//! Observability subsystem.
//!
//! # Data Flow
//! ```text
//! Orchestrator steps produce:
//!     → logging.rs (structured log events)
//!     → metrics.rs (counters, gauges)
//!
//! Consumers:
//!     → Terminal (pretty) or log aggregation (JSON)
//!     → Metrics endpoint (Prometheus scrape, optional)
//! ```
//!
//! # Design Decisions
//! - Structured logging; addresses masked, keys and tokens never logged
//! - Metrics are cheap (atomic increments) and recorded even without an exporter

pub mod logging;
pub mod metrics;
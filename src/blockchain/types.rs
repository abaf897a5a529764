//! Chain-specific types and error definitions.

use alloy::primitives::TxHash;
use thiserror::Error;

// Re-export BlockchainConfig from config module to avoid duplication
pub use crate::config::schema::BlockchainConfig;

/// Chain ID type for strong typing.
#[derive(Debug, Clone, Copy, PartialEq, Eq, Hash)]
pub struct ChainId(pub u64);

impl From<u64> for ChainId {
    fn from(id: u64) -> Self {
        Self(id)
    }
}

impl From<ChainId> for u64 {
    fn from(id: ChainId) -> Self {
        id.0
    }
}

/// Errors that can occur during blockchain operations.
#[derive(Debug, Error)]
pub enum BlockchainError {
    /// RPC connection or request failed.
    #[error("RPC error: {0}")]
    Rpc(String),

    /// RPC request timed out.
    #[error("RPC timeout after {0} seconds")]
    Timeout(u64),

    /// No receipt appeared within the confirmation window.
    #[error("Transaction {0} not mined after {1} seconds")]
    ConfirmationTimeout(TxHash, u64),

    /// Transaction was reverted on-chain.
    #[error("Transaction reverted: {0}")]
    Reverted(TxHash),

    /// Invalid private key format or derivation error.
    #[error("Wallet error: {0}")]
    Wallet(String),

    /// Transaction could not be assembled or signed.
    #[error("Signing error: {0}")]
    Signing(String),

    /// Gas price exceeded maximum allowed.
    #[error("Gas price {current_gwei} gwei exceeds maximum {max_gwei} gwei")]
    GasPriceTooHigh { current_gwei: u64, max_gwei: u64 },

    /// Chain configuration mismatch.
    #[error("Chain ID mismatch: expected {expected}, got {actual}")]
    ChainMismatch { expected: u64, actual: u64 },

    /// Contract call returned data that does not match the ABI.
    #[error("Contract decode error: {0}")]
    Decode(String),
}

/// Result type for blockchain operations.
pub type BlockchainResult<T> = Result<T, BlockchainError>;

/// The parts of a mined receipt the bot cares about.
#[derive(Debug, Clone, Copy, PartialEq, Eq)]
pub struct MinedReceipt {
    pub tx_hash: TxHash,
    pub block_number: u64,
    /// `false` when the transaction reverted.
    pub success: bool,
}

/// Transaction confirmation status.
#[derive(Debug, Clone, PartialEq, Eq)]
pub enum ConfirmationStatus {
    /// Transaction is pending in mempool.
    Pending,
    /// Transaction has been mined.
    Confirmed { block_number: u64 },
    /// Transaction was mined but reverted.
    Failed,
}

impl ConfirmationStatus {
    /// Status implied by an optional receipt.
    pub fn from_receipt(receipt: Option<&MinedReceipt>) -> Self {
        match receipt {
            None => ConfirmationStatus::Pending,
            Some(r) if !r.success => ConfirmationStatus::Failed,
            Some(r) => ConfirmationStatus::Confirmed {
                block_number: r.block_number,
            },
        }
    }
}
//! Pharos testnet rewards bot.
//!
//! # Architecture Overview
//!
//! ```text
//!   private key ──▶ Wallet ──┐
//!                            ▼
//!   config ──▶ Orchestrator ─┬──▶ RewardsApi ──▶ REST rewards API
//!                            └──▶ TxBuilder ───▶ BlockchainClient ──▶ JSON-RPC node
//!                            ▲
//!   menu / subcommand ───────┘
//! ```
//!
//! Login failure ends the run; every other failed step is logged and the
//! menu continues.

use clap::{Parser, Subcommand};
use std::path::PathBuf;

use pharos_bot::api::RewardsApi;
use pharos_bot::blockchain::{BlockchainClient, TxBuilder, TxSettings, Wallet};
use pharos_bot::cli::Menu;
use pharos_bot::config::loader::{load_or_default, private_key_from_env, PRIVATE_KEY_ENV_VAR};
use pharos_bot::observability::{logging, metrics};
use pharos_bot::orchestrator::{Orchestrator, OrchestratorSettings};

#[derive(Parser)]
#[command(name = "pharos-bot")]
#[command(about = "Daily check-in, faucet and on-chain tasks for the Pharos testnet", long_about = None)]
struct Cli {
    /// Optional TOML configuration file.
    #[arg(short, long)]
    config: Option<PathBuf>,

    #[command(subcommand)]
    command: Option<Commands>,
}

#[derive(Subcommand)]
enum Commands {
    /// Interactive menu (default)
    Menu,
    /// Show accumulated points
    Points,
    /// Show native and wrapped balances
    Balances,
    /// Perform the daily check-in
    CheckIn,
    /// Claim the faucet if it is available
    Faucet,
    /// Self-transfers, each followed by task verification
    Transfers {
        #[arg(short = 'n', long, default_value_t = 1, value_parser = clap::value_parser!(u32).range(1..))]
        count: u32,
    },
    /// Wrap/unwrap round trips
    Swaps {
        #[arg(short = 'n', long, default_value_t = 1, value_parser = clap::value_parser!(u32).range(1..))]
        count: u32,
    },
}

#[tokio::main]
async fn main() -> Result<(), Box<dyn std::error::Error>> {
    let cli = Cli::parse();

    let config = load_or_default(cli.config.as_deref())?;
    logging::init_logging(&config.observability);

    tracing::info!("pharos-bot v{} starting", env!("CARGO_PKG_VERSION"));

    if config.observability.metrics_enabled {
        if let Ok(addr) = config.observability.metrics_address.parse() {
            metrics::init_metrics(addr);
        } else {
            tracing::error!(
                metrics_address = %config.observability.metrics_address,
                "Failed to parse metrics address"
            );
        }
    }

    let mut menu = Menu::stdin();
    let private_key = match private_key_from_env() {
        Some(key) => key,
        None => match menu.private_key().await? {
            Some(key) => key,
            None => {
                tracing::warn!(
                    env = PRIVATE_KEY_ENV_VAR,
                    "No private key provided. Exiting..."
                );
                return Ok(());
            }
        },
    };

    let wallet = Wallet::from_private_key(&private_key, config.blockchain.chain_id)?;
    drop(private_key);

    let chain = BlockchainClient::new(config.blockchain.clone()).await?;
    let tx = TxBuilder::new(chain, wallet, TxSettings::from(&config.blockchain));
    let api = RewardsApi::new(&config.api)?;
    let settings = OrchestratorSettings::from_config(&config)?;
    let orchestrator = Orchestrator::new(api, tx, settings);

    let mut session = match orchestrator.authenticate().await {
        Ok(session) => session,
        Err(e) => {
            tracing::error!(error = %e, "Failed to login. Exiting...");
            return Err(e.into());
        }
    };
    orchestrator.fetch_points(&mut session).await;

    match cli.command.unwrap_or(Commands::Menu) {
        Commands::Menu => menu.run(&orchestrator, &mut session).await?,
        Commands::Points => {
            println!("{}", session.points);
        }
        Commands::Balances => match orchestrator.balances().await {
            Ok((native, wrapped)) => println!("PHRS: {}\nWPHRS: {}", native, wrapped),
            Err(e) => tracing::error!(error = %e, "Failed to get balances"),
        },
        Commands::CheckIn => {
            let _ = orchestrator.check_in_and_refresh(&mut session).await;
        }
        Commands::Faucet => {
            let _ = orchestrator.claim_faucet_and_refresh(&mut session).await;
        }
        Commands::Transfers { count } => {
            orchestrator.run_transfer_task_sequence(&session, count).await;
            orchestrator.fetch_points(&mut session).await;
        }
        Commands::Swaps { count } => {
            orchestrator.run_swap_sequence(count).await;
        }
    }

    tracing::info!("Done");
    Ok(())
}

Task objective: Search term "wrapped": return each line of the data that contains it.

Response area:
    /// Show native and wrapped balances
            Ok((native, wrapped)) => println!("PHRS: {}\nWPHRS: {}", native, wrapped),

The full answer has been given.